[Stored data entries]

════════════════

//! Relaycast - LLM API 网关的准入与路由核心
//!
//! ## Workspace 结构
//!
//! - relaycast-core: 模型、配置、数据库、共享缓存、批量更新
//! - relaycast-limiter: 请求限流
//! - relaycast-balancer: 渠道选择与冷却
//! - relaycast-quota: 额度预扣与结算
//! - relaycast-processor: 准入流水线
//! - 主 crate 负责配置加载、日志初始化和组件装配

pub mod app;
pub mod config;
pub mod logger;

pub use app::{BackgroundTasks, GatewayState};
pub use config::{config_path, load_config, load_config_from, save_config};
pub use logger::init_tracing;

pub use relaycast_core::{Config, GatewayError, GatewayErrorCode};
pub use relaycast_processor::{Admission, RelayError, RelayProcessor, RelayRequest};
pub use relaycast_quota::Usage;
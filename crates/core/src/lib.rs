//! 核心类型和工具模块
//!
//! 包含 models, config, database, cache, batch, errors, logger 等基础功能，
//! 供限流、选路、额度和准入流水线各 crate 共享。

pub mod batch;
pub mod cache;
pub mod config;
pub mod database;
pub mod errors;
pub mod logger;
pub mod models;

pub use batch::{BatchAggregator, BatchUpdateType, FlushStats};
pub use cache::{AccountLookup, CacheError, DecrOutcome, MemoryCache, RedisCache, SharedCache, SharedCacheRef};
pub use config::{Config, ConfigError};
pub use database::{lock_db, open_database, DbConnection};
pub use errors::{GatewayError, GatewayErrorCode};

pub fn version() -> &'static str {
    env!("CARGO_PKG_VERSION")
}

/// 当前 unix 时间（秒）
pub fn now_unix_secs() -> i64 {
    chrono::Utc::now().timestamp()
}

════════════════

* What you should do
The full set of records above is to be printed exactly as it appears.

* Finished exercise
//! Relaycast - LLM API 网关的准入与路由核心
//!
//! ## Workspace 结构
//!
//! - relaycast-core: 模型、配置、数据库、共享缓存、批量更新
//! - relaycast-limiter: 请求限流
//! - relaycast-balancer: 渠道选择与冷却
//! - relaycast-quota: 额度预扣与结算
//! - relaycast-processor: 准入流水线
//! - 主 crate 负责配置加载、日志初始化和组件装配

pub mod app;
pub mod config;
pub mod logger;

pub use app::{BackgroundTasks, GatewayState};
pub use config::{config_path, load_config, load_config_from, save_config};
pub use logger::init_tracing;

pub use relaycast_core::{Config, GatewayError, GatewayErrorCode};
pub use relaycast_processor::{Admission, RelayError, RelayProcessor, RelayRequest};
pub use relaycast_quota::Usage;
filename crates/core/src/lib.rs
//! 核心类型和工具模块
//!
//! 包含 models, config, database, cache, batch, errors, logger 等基础功能，
//! 供限流、选路、额度和准入流水线各 crate 共享。

pub mod batch;
pub mod cache;
pub mod config;
pub mod database;
pub mod errors;
pub mod logger;
pub mod models;

pub use batch::{BatchAggregator, BatchUpdateType, FlushStats};
pub use cache::{AccountLookup, CacheError, DecrOutcome, MemoryCache, RedisCache, SharedCache, SharedCacheRef};
pub use config::{Config, ConfigError};
pub use database::{lock_db, open_database, DbConnection};
pub use errors::{GatewayError, GatewayErrorCode};

pub fn version() -> &'static str {
    env!("CARGO_PKG_VERSION")
}

/// 当前 unix 时间（秒）
pub fn now_unix_secs() -> i64 {
    chrono::Utc::now().timestamp()
}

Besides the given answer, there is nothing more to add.